§ **EXERCISE DIRECTIONS**
Would you return, word for word, the lines of the data below from the line with "repository 08302d9ff2f30374" through the line with "NOT EXISTS transparency_records", and no others?

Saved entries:
>>>>

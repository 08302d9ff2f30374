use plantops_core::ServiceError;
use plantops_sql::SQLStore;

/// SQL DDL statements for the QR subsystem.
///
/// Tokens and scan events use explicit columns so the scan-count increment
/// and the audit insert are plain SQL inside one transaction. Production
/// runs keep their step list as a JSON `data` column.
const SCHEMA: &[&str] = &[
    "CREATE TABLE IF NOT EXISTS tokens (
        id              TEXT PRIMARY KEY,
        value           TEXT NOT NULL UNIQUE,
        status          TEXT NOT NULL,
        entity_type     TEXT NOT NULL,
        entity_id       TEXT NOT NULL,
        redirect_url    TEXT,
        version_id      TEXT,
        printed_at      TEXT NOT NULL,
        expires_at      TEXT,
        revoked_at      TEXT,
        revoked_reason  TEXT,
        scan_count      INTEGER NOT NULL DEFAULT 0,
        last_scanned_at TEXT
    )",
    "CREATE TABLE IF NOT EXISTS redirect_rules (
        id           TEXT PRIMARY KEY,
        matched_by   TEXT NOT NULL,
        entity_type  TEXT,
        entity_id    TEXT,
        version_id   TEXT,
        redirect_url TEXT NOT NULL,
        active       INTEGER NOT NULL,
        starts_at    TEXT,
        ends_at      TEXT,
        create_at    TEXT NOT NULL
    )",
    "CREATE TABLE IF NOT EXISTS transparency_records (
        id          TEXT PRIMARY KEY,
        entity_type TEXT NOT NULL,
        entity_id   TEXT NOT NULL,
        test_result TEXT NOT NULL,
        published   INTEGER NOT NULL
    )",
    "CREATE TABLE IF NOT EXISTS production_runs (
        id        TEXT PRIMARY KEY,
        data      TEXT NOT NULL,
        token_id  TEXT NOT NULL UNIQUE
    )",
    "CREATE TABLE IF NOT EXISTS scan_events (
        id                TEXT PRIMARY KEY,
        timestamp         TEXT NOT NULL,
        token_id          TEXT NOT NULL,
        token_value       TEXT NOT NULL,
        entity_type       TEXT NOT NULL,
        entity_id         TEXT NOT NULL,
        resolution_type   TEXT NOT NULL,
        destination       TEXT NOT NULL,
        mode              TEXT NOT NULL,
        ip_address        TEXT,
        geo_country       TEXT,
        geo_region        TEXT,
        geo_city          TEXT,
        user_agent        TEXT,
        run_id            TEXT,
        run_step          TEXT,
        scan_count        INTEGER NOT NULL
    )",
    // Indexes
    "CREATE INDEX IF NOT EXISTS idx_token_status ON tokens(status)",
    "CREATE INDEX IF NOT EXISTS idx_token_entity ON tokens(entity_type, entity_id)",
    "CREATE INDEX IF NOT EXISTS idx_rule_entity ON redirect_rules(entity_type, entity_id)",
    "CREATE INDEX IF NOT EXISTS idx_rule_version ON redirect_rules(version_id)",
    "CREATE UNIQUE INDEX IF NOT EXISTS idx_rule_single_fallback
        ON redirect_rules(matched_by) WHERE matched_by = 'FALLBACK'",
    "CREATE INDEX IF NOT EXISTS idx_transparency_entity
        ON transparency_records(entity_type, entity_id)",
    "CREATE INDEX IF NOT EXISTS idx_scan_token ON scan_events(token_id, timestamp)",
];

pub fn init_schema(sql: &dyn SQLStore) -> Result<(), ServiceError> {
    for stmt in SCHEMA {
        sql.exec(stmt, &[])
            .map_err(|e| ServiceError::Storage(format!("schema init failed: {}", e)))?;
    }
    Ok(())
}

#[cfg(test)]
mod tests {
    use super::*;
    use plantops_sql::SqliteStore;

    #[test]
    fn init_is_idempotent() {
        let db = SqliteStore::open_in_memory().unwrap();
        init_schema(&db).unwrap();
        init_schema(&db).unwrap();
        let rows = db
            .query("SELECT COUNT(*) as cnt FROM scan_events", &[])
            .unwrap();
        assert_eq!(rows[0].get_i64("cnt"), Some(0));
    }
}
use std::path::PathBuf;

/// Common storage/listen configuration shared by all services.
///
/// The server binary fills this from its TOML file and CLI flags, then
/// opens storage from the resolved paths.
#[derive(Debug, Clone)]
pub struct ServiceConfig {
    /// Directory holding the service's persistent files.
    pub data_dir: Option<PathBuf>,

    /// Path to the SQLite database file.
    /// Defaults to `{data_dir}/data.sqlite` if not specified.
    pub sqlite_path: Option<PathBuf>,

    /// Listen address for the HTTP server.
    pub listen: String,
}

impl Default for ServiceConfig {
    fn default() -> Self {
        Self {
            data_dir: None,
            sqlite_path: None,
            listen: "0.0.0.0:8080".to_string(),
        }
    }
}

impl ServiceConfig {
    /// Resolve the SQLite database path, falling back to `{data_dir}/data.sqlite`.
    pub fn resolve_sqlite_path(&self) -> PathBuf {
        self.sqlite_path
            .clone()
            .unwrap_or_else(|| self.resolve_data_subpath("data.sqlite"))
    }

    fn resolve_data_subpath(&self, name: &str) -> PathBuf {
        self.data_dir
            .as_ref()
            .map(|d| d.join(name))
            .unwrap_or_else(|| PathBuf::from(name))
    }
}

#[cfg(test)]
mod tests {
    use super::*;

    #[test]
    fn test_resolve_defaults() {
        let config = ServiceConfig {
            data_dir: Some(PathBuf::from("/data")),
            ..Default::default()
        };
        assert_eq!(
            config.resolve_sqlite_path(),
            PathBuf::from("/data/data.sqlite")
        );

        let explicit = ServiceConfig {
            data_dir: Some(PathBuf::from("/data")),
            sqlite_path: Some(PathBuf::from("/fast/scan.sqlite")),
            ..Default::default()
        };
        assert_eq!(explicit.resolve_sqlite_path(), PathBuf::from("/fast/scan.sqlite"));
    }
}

<<<<
>>>>

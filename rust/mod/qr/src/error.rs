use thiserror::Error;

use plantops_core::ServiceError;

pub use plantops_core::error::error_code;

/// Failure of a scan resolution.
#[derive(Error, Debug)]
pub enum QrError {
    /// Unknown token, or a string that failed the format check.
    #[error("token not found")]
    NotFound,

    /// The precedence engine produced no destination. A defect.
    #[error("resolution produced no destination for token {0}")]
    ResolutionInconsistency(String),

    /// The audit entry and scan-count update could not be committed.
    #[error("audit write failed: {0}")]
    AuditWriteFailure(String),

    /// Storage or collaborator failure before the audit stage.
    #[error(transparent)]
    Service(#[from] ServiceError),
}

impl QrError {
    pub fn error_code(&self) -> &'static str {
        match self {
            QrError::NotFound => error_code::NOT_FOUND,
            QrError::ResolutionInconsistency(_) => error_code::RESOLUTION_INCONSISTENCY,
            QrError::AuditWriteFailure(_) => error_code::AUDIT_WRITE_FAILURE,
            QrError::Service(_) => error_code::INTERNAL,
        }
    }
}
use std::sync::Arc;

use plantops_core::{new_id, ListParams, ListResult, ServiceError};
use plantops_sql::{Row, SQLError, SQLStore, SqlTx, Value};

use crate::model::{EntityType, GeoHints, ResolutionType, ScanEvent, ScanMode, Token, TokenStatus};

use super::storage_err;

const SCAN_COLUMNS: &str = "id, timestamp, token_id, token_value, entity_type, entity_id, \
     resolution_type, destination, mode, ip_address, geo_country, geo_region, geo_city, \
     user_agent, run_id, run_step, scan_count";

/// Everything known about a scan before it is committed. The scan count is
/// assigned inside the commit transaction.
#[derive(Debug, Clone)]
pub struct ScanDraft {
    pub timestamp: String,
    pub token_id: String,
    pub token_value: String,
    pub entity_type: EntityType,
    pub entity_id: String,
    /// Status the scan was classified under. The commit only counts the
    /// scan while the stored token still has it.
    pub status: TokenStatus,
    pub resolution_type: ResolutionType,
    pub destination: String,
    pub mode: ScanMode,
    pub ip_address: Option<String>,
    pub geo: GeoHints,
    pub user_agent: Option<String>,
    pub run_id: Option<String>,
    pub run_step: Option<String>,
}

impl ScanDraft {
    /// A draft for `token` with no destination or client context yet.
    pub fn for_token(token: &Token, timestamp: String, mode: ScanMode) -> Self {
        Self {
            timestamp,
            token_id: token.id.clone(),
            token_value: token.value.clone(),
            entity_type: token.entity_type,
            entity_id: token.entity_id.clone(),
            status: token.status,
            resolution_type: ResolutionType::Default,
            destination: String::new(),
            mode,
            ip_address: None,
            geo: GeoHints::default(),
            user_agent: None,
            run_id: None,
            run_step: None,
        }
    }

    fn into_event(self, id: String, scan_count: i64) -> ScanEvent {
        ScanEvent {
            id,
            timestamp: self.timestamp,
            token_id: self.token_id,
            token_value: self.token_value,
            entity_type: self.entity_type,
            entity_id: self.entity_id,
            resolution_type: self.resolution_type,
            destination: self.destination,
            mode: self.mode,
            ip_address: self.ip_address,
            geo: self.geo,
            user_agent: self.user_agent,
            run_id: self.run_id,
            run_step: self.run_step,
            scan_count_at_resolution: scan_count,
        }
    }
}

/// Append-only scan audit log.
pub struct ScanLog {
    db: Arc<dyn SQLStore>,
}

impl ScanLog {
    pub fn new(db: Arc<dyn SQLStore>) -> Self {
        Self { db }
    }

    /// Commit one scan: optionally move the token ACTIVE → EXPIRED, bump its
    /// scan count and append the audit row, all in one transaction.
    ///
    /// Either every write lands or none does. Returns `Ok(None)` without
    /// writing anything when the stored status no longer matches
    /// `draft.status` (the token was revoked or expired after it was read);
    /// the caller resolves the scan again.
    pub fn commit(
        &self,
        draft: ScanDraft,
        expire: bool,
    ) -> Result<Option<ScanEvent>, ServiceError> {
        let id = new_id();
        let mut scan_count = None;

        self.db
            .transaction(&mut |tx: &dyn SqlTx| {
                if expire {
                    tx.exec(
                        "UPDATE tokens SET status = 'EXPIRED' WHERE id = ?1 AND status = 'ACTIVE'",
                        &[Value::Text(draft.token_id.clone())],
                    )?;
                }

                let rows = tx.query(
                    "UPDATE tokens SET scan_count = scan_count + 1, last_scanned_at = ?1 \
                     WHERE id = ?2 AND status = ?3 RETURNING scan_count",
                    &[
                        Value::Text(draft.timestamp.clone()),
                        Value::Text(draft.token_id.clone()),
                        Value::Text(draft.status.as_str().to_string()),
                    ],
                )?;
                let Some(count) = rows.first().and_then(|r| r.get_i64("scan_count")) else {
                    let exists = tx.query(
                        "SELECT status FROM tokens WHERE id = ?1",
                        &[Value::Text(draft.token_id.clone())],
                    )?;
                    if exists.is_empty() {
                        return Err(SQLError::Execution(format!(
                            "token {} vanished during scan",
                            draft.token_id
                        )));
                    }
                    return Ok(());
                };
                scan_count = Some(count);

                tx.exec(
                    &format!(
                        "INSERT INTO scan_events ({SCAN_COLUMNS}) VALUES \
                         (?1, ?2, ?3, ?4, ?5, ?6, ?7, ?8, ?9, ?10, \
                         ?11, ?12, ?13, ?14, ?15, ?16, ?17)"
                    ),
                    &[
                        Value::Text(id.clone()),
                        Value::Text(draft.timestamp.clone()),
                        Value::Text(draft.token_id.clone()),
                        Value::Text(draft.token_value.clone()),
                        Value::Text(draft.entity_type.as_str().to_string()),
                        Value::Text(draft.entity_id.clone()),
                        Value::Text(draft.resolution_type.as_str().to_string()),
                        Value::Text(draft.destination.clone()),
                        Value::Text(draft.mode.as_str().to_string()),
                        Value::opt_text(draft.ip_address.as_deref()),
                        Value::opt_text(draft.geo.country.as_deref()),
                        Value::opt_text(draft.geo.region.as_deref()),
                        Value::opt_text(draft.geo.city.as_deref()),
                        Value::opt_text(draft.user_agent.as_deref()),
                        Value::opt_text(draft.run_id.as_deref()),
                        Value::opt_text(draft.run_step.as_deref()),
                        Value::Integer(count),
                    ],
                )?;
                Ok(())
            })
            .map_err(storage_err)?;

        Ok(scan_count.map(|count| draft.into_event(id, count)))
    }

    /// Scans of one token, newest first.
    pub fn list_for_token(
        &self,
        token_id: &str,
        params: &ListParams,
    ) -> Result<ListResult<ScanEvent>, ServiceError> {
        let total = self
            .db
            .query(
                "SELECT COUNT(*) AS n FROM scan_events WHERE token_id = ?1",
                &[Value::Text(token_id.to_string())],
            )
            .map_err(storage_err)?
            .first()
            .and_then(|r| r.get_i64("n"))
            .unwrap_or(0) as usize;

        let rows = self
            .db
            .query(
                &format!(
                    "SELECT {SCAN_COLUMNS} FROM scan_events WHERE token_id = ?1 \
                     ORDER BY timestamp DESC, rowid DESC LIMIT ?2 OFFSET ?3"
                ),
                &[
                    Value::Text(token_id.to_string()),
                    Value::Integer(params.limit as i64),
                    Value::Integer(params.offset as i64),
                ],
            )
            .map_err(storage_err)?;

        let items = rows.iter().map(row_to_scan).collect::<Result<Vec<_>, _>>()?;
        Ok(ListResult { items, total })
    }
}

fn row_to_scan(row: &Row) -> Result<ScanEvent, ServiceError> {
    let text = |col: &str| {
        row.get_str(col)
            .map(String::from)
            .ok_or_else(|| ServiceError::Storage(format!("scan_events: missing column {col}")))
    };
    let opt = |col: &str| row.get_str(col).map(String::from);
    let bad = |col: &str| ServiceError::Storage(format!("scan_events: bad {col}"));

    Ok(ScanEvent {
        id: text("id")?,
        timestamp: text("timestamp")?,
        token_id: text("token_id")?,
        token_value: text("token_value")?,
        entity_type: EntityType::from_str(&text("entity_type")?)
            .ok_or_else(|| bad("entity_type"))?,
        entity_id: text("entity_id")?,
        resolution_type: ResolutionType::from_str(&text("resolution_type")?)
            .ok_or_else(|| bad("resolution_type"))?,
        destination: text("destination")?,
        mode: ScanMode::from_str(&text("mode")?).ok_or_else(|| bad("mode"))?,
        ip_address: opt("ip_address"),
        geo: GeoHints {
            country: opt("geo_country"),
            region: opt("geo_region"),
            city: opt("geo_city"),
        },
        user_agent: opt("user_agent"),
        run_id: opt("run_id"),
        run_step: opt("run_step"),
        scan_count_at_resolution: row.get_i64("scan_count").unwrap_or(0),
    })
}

<<<<

§ **SOLUTION TO THIS TASK**
repository 08302d9ff2f30374
use plantops_core::ServiceError;
use plantops_sql::SQLStore;

/// SQL DDL statements for the QR subsystem.
///
/// Tokens and scan events use explicit columns so the scan-count increment
/// and the audit insert are plain SQL inside one transaction. Production
/// runs keep their step list as a JSON `data` column.
const SCHEMA: &[&str] = &[
    "CREATE TABLE IF NOT EXISTS tokens (
        id              TEXT PRIMARY KEY,
        value           TEXT NOT NULL UNIQUE,
        status          TEXT NOT NULL,
        entity_type     TEXT NOT NULL,
        entity_id       TEXT NOT NULL,
        redirect_url    TEXT,
        version_id      TEXT,
        printed_at      TEXT NOT NULL,
        expires_at      TEXT,
        revoked_at      TEXT,
        revoked_reason  TEXT,
        scan_count      INTEGER NOT NULL DEFAULT 0,
        last_scanned_at TEXT
    )",
    "CREATE TABLE IF NOT EXISTS redirect_rules (
        id           TEXT PRIMARY KEY,
        matched_by   TEXT NOT NULL,
        entity_type  TEXT,
        entity_id    TEXT,
        version_id   TEXT,
        redirect_url TEXT NOT NULL,
        active       INTEGER NOT NULL,
        starts_at    TEXT,
        ends_at      TEXT,
        create_at    TEXT NOT NULL
    )",
    "CREATE TABLE IF NOT EXISTS transparency_records (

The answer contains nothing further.